Based in Hong Kong, Paul Hilton is a conservation photographer who focused on the manta and shark fin trade, deforestation and wildlife crimes. Through his photography, he says that he hopes to bring about urgent changes in how we treat our surroundings. He is also an Associate Director with Manta Trust and a WildAid consultant.
Paul is a National Geographic contributor and co-founder of SeaLegacy, and he documents marine life and the effects of human development on the ocean. His Instagram feed is full of beautiful animals around the world, sprinkled with calls to action to care more about the environment.
Aaron is an internationally acclaimed photojournalist and filmmaker. His work has been featured in National Geographic, BBC, The Guardian, The Times, Asian Geographic and more. His new book, Animosity, chronicles life on the frontline of conservation and his new film, Eyes of the Orangutan, covers the use of orangutans in the animal tourism industry.
Cristina is a photographer, marine biologist, writer and conservationist. Her work has appeared in National Geographic and TIME, among other publications. She is also the founder of the International League of Conservation Photographers (ILCP), which provides a platform for photographers working on environmental issues, and a co-founder of SeaLegacy along with Paul Nicklen. Her photos empower those who don’t have the chance to speak about their lives and their environmental problems.
Joseph’s fascinating work covers mainly the icy areas of the planet, and he shows how microorganisms in the ice are having an impact on the planet. In 2016, he was one of five Rolex Laureates awarded for his contribution to glacial research.
Michael has been a National Geographic photographer for over 30 years, and retraces the paths of famous travellers like Marco Polo, with Asia becoming his area of focus after spending seven years living on the continent. He’s also a lecturer and teacher and holds his own workshops, and he’s published eleven books. His beautiful photographs show the history of our world and how it’s changing.

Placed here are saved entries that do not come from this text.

//! In-memory query executor
//!
//! Runs generated test SQL without a warehouse. It understands the shapes the
//! generator emits:
//! - literal row unions (`SELECT "v" AS c, CAST(null AS T) AS d UNION ALL ...`)
//! - zero-row projections ending in `LIMIT 0`
//! - pass-through wrappers (`SELECT * FROM (<relation>) AS alias`)
//! - assertion halves (`SELECT cols FROM (<a>) EXCEPT DISTINCT SELECT cols FROM (<b>)`)
//!
//! Any other SQL, such as a model that aggregates or joins, must be registered
//! up front together with the rows it should produce. Values compare as text;
//! `CAST` target types are not applied.
//!
//! ## Usage
//!
//! ```rust,ignore
//! let executor = MemoryExecutor::new();
//! executor
//!     .add_relation(model_sql, QueryResult::from_strings(["name", "total"], vec![vec!["foo", "3"]]))
//!     .await;
//!
//! let diff = executor.execute(&assertion_sql).await?;
//! ```

use crate::executor::{ExecError, QueryExecutor, QueryResult};
use serde_json::Value;
use std::collections::HashMap;
use std::sync::Arc;
use tokio::sync::RwLock;

/// Executor that evaluates generated SQL in memory
pub struct MemoryExecutor {
    /// Canned results keyed by trimmed SQL text
    relations: Arc<RwLock<HashMap<String, QueryResult>>>,

    /// Errors returned for any query containing the key
    errors: Arc<RwLock<Vec<(String, ExecError)>>>,

    /// Simulate connection failure
    fail_connection: bool,

    /// Simulate query latency (milliseconds)
    latency_ms: u64,

    executor_name: &'static str,
}

impl MemoryExecutor {
    pub fn new() -> Self {
        Self::from_relations(HashMap::new())
    }

    /// Create an executor from pre-built canned results
    pub fn from_relations(relations: HashMap<String, QueryResult>) -> Self {
        let relations = relations
            .into_iter()
            .map(|(sql, result)| (sql.trim().to_string(), result))
            .collect();

        Self {
            relations: Arc::new(RwLock::new(relations)),
            errors: Arc::new(RwLock::new(Vec::new())),
            fail_connection: false,
            latency_ms: 0,
            executor_name: "Memory",
        }
    }

    /// Register the rows a piece of SQL produces wherever it appears as a relation
    pub async fn add_relation(&self, sql: impl AsRef<str>, result: QueryResult) {
        self.relations
            .write()
            .await
            .insert(sql.as_ref().trim().to_string(), result);
    }

    /// Fail every query whose text contains `fragment`
    pub async fn add_error_for_query(&self, fragment: impl Into<String>, error: ExecError) {
        self.errors.write().await.push((fragment.into(), error));
    }

    /// Configure to fail all connection tests
    pub fn with_connection_failure(mut self) -> Self {
        self.fail_connection = true;
        self
    }

    /// Configure simulated latency for every query
    pub fn with_latency(mut self, latency_ms: u64) -> Self {
        self.latency_ms = latency_ms;
        self
    }

    pub fn with_name(mut self, name: &'static str) -> Self {
        self.executor_name = name;
        self
    }

    pub async fn relation_count(&self) -> usize {
        self.relations.read().await.len()
    }

    async fn simulate_latency(&self) {
        if self.latency_ms > 0 {
            tokio::time::sleep(std::time::Duration::from_millis(self.latency_ms)).await;
        }
    }
}

impl Default for MemoryExecutor {
    fn default() -> Self {
        Self::new()
    }
}

impl Clone for MemoryExecutor {
    fn clone(&self) -> Self {
        Self {
            relations: Arc::clone(&self.relations),
            errors: Arc::clone(&self.errors),
            fail_connection: self.fail_connection,
            latency_ms: self.latency_ms,
            executor_name: self.executor_name,
        }
    }
}

#[async_trait::async_trait]
impl QueryExecutor for MemoryExecutor {
    fn name(&self) -> &'static str {
        self.executor_name
    }

    async fn execute(&self, sql: &str) -> Result<QueryResult, ExecError> {
        self.simulate_latency().await;

        if let Some((_, error)) = self
            .errors
            .read()
            .await
            .iter()
            .find(|(fragment, _)| sql.contains(fragment.as_str()))
        {
            return Err(error.clone());
        }

        let relations = self.relations.read().await;
        let result = Evaluator { relations: &relations }.query(sql)?;
        tracing::debug!(executor = self.executor_name, rows = result.row_count(), "query evaluated");
        Ok(result)
    }

    async fn test_connection(&self) -> Result<(), ExecError> {
        self.simulate_latency().await;

        if self.fail_connection {
            Err(ExecError::NetworkError("Simulated connection failure".to_string()))
        } else {
            Ok(())
        }
    }
}

struct Evaluator<'a> {
    relations: &'a HashMap<String, QueryResult>,
}

impl Evaluator<'_> {
    fn query(&self, sql: &str) -> Result<QueryResult, ExecError> {
        let sql = sql.trim();
        let halves = split_top_level(sql, "EXCEPT DISTINCT");

        match halves.as_slice() {
            [_] => self.relation(sql),
            [left, right] => self.except_distinct(left, right),
            _ => Err(unsupported("chained EXCEPT DISTINCT", sql)),
        }
    }

    fn except_distinct(&self, left: &str, right: &str) -> Result<QueryResult, ExecError> {
        let (columns, left) = projection(left)?;
        let (right_columns, right) = projection(right)?;
        if columns != right_columns {
            return Err(ExecError::QueryError(format!(
                "EXCEPT DISTINCT sides project different columns: [{}] vs [{}]",
                columns.join(", "),
                right_columns.join(", ")
            )));
        }

        let left = project(&self.relation(left)?, &columns)?;
        let right = project(&self.relation(right)?, &columns)?;

        let mut rows: Vec<Vec<Value>> = Vec::new();
        for row in left {
            if !right.contains(&row) && !rows.contains(&row) {
                rows.push(row);
            }
        }

        Ok(QueryResult::new(columns, rows))
    }

    fn relation(&self, sql: &str) -> Result<QueryResult, ExecError> {
        let sql = sql.trim();
        if let Some(result) = self.relations.get(sql) {
            return Ok(result.clone());
        }
        if let Some(inner) = star_from_subquery(sql) {
            return self.relation(inner);
        }
        literal_union(sql)
    }
}

/// Split `SELECT <cols> FROM (<relation>)` into its column list and relation
fn projection(sql: &str) -> Result<(Vec<String>, &str), ExecError> {
    let sql = sql.trim();
    let body = strip_keyword(sql, "SELECT").ok_or_else(|| unsupported("projection", sql))?;
    let from = *top_level_matches(body, "FROM")
        .first()
        .ok_or_else(|| unsupported("projection without FROM", sql))?;

    let columns: Vec<String> = body[..from]
        .split(',')
        .map(|c| unquote_identifier(c.trim()))
        .filter(|c| !c.is_empty())
        .collect();

    let source = body[from + "FROM".len()..].trim();
    match matching_paren(source) {
        Some(close) if close == source.len() - 1 => Ok((columns, &source[1..close])),
        _ => Err(unsupported("projection source", sql)),
    }
}

fn project(result: &QueryResult, columns: &[String]) -> Result<Vec<Vec<Value>>, ExecError> {
    let indices = columns
        .iter()
        .map(|column| {
            result
                .columns
                .iter()
                .position(|c| c == column)
                .ok_or_else(|| ExecError::QueryError(format!("Unrecognized name: {}", column)))
        })
        .collect::<Result<Vec<usize>, ExecError>>()?;

    Ok(result
        .rows
        .iter()
        .map(|row| indices.iter().map(|&i| row.get(i).cloned().unwrap_or(Value::Null)).collect())
        .collect())
}

/// Inner relation of `SELECT * FROM (<inner>) [AS] [alias]`
fn star_from_subquery(sql: &str) -> Option<&str> {
    let rest = strip_keyword(sql, "SELECT")?.trim_start();
    let rest = rest.strip_prefix('*')?.trim_start();
    let rest = strip_keyword(rest, "FROM")?.trim_start();

    let close = matching_paren(rest)?;
    let mut alias = rest[close + 1..].split_whitespace();
    let valid_alias = match (alias.next(), alias.next(), alias.next()) {
        (None, _, _) => true,
        (Some(kw), Some(name), None) if kw.eq_ignore_ascii_case("AS") => is_identifier(name),
        (Some(name), None, _) => is_identifier(name),
        _ => false,
    };

    valid_alias.then(|| &rest[1..close])
}

fn literal_union(sql: &str) -> Result<QueryResult, ExecError> {
    let mut columns: Option<Vec<String>> = None;
    let mut rows = Vec::new();

    for part in split_top_level(sql, "UNION ALL") {
        let (part_columns, row) = literal_select(part)?;
        match &columns {
            Some(existing) if *existing != part_columns => {
                return Err(ExecError::QueryError(
                    "UNION ALL branches have different columns".to_string(),
                ))
            }
            Some(_) => {}
            None => columns = Some(part_columns),
        }
        rows.extend(row);
    }

    Ok(QueryResult::new(columns.unwrap_or_default(), rows))
}

/// One `SELECT <literal> AS <col>, ... [LIMIT 0]` branch
fn literal_select(sql: &str) -> Result<(Vec<String>, Option<Vec<Value>>), ExecError> {
    let sql = sql.trim();
    let mut body = strip_keyword(sql, "SELECT").ok_or_else(|| unsupported("relation", sql))?;

    let mut empty = false;
    if let Some(&limit) = top_level_matches(body, "LIMIT").first() {
        if body[limit + "LIMIT".len()..].trim() != "0" {
            return Err(unsupported("LIMIT other than 0", sql));
        }
        empty = true;
        body = &body[..limit];
    }

    let mut columns = Vec::new();
    let mut values = Vec::new();
    for (position, entry) in split_top_level(body, ",").into_iter().enumerate() {
        let entry = entry.trim();
        let (expr, column) = match top_level_matches(entry, "AS").last() {
            Some(&at) => (entry[..at].trim(), unquote_identifier(entry[at + 2..].trim())),
            None => (entry, format!("f{}_", position)),
        };
        values.push(literal(expr)?);
        columns.push(column);
    }

    Ok((columns, (!empty).then_some(values)))
}

fn literal(expr: &str) -> Result<Value, ExecError> {
    if let Some(inner) = strip_keyword(expr, "CAST") {
        let inner = inner.trim();
        if let Some(close) = matching_paren(inner) {
            if close == inner.len() - 1 {
                let inner = &inner[1..close];
                if let Some(&at) = top_level_matches(inner, "AS").last() {
                    return literal(inner[..at].trim());
                }
            }
        }
        return Err(unsupported("CAST expression", expr));
    }

    if expr.eq_ignore_ascii_case("null") {
        return Ok(Value::Null);
    }

    for quote in ['"', '\''] {
        if expr.len() >= 2 && expr.starts_with(quote) && expr.ends_with(quote) {
            return Ok(Value::String(unescape(&expr[1..expr.len() - 1])));
        }
    }

    if expr.parse::<f64>().is_ok() {
        return Ok(Value::String(expr.to_string()));
    }

    Err(unsupported("expression", expr))
}

fn unescape(body: &str) -> String {
    let mut out = String::with_capacity(body.len());
    let mut chars = body.chars();
    while let Some(c) = chars.next() {
        if c == '\\' {
            if let Some(next) = chars.next() {
                out.push(next);
            }
        } else {
            out.push(c);
        }
    }
    out
}

fn unquote_identifier(name: &str) -> String {
    name.trim_matches('`').to_string()
}

fn is_identifier(name: &str) -> bool {
    !name.is_empty() && name.bytes().all(|b| b.is_ascii_alphanumeric() || b == b'_')
}

/// Strip a leading keyword matched case-insensitively on a word boundary
fn strip_keyword<'a>(sql: &'a str, keyword: &str) -> Option<&'a str> {
    let head = sql.get(..keyword.len())?;
    if !head.eq_ignore_ascii_case(keyword) {
        return None;
    }
    let rest = &sql[keyword.len()..];
    match rest.bytes().next() {
        Some(b) if b.is_ascii_alphanumeric() || b == b'_' => None,
        _ => Some(rest),
    }
}

/// Byte offsets of `pattern` outside quotes and parentheses
///
/// Alphabetic patterns only match on word boundaries, case-insensitively.
fn top_level_matches(sql: &str, pattern: &str) -> Vec<usize> {
    let bytes = sql.as_bytes();
    let pattern = pattern.as_bytes();
    let word = pattern.iter().all(|b| b.is_ascii_alphabetic() || *b == b' ');

    let mut matches = Vec::new();
    let mut depth = 0usize;
    let mut quote: Option<u8> = None;
    let mut i = 0;

    while i < bytes.len() {
        let b = bytes[i];
        if let Some(q) = quote {
            if b == b'\\' && q != b'`' {
                i += 2;
                continue;
            }
            if b == q {
                quote = None;
            }
            i += 1;
            continue;
        }

        match b {
            b'"' | b'\'' | b'`' => quote = Some(b),
            b'(' => depth += 1,
            b')' => depth = depth.saturating_sub(1),
            _ if depth == 0 && matches_at(bytes, i, pattern, word) => {
                matches.push(i);
                i += pattern.len();
                continue;
            }
            _ => {}
        }
        i += 1;
    }

    matches
}

fn matches_at(bytes: &[u8], at: usize, pattern: &[u8], word: bool) -> bool {
    let end = at + pattern.len();
    if end > bytes.len() || !bytes[at..end].eq_ignore_ascii_case(pattern) {
        return false;
    }
    if !word {
        return true;
    }

    let is_ident = |b: u8| b.is_ascii_alphanumeric() || b == b'_';
    (at == 0 || !is_ident(bytes[at - 1])) && (end == bytes.len() || !is_ident(bytes[end]))
}

fn split_top_level<'a>(sql: &'a str, separator: &str) -> Vec<&'a str> {
    let mut parts = Vec::new();
    let mut start = 0;
    for at in top_level_matches(sql, separator) {
        parts.push(&sql[start..at]);
        start = at + separator.len();
    }
    parts.push(&sql[start..]);
    parts
}

/// Offset of the parenthesis closing the one `sql` starts with
fn matching_paren(sql: &str) -> Option<usize> {
    let bytes = sql.as_bytes();
    if bytes.first() != Some(&b'(') {
        return None;
    }

    let mut depth = 0usize;
    let mut quote: Option<u8> = None;
    let mut i = 0;
    while i < bytes.len() {
        let b = bytes[i];
        if let Some(q) = quote {
            if b == b'\\' && q != b'`' {
                i += 2;
                continue;
            }
            if b == q {
                quote = None;
            }
        } else {
            match b {
                b'"' | b'\'' | b'`' => quote = Some(b),
                b'(' => depth += 1,
                b')' => {
                    depth -= 1;
                    if depth == 0 {
                        return Some(i);
                    }
                }
                _ => {}
            }
        }
        i += 1;
    }
    None
}

fn unsupported(what: &str, sql: &str) -> ExecError {
    let mut excerpt: String = sql.chars().take(80).collect();
    if excerpt.len() < sql.len() {
        excerpt.push_str("...");
    }
    ExecError::Unsupported(format!("{}: {}", what, excerpt))
}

Keith is an Emmy-nominated director and contributing photographer for National Geographic. He aims to document our ever-changing planet, with the spotlight on natural history and climate change. He is a founding member of the SeaLegacy Collective and his work has been featured in more than 100 cover stories of different magazines, like the New York Times.
Brian is a photojournalist specialising in marine wildlife and underwater environments, with his photos showing the struggles that marine and ocean creatures face and the negative impacts of globalisation on animals. He is a contract photographer for National Geographic and has won the Wildlife Photographer of the Year award 11 times!